From the entries, copy out every line in which the word "victim" is found.

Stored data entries

▼

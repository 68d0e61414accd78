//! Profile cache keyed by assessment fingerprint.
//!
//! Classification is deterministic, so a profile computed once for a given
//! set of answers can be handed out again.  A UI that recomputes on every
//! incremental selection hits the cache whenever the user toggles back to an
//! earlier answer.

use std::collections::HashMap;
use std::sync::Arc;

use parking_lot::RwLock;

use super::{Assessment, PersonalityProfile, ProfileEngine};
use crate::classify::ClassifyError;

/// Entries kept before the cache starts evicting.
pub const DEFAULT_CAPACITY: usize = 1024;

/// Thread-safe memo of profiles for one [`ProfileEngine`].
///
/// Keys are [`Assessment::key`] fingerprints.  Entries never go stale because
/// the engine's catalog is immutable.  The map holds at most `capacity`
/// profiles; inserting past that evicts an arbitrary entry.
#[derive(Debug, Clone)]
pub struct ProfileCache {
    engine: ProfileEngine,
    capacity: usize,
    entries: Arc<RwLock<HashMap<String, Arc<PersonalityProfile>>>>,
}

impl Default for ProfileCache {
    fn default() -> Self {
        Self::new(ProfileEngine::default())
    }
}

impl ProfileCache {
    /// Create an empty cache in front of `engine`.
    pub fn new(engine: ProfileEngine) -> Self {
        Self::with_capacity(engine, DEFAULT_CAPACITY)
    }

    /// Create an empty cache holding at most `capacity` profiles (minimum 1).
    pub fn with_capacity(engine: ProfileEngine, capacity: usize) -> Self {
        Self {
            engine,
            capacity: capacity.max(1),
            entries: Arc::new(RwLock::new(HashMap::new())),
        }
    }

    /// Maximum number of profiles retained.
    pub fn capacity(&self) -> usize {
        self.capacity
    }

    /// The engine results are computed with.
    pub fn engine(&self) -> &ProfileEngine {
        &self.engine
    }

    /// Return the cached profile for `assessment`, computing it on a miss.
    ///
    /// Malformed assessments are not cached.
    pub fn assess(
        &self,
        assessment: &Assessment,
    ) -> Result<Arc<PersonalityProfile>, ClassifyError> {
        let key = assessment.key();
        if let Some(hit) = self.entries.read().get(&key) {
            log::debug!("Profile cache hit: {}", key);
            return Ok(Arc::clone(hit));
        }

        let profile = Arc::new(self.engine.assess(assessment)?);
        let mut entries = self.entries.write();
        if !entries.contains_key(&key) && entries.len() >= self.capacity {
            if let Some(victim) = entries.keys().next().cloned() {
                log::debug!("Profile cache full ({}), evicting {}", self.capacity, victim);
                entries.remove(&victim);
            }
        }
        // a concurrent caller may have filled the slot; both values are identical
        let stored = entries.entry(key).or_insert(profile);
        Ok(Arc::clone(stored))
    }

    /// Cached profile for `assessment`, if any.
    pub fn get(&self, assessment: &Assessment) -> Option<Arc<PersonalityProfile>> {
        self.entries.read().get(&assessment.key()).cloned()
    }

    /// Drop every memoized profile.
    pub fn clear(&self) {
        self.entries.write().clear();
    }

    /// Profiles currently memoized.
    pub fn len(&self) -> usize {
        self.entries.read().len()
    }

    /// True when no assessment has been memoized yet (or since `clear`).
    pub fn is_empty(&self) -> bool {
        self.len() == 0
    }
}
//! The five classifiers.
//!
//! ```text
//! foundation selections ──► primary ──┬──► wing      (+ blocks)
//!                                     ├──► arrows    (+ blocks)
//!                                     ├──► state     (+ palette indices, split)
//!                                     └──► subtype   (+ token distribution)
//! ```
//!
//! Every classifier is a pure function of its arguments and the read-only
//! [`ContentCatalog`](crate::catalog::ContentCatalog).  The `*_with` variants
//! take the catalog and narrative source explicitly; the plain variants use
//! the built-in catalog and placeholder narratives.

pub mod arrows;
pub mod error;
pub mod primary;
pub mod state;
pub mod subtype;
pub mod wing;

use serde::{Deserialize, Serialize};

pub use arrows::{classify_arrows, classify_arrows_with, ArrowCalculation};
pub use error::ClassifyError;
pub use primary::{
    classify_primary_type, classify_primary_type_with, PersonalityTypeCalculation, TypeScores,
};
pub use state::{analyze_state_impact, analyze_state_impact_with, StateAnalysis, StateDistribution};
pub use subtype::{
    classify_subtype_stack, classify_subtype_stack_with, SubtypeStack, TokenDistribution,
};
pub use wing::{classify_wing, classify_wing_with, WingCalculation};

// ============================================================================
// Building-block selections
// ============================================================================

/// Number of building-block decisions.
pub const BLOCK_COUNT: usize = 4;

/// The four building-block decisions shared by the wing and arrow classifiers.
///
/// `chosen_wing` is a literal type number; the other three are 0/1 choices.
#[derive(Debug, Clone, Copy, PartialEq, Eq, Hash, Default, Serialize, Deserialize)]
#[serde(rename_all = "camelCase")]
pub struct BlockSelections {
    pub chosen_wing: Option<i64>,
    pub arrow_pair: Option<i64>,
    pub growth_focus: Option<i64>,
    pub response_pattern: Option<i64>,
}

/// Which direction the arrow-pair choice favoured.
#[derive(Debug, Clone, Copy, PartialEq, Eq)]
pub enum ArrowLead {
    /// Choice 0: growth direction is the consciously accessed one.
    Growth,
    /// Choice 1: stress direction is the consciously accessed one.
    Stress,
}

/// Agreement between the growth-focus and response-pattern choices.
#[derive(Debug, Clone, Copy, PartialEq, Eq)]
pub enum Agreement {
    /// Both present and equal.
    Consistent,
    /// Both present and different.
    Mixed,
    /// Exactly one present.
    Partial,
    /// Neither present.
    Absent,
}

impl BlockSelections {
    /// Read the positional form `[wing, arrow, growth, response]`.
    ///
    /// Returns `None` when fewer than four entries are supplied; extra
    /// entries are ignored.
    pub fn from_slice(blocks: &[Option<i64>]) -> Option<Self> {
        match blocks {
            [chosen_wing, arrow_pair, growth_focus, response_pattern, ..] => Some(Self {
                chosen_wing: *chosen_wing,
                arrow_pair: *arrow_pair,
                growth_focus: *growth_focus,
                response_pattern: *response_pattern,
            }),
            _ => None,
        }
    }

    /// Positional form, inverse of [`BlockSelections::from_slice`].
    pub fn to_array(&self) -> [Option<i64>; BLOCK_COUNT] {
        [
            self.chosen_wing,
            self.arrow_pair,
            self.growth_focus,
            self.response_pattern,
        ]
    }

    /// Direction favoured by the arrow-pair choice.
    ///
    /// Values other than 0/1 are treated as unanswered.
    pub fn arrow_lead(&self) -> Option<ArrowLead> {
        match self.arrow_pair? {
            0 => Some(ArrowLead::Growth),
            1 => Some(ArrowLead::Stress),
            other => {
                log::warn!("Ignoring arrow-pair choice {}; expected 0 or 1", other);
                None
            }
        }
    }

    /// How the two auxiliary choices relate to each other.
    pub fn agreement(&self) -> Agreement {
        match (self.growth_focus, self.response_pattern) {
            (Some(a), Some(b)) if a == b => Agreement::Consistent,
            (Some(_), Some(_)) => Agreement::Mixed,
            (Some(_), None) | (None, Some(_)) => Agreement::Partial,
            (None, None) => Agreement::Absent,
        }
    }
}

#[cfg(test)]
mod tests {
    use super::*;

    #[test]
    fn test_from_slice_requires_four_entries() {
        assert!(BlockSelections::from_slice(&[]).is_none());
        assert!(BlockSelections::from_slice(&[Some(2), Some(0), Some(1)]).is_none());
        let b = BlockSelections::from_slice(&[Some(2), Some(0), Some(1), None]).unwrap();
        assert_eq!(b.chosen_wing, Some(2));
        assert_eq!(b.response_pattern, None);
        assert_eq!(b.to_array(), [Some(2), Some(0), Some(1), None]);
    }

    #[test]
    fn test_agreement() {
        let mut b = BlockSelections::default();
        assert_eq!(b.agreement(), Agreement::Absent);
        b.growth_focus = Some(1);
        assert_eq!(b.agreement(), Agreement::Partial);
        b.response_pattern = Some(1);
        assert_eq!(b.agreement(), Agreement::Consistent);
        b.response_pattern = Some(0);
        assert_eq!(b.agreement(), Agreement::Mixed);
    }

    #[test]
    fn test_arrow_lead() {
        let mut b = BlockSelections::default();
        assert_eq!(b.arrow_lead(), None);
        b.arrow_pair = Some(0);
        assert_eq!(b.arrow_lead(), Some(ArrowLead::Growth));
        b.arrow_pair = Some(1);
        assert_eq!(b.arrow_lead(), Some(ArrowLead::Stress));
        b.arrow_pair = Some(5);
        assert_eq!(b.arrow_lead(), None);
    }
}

▲

## Solved exercise
            if let Some(victim) = entries.keys().next().cloned() {
                log::debug!("Profile cache full ({}), evicting {}", self.capacity, victim);
                entries.remove(&victim);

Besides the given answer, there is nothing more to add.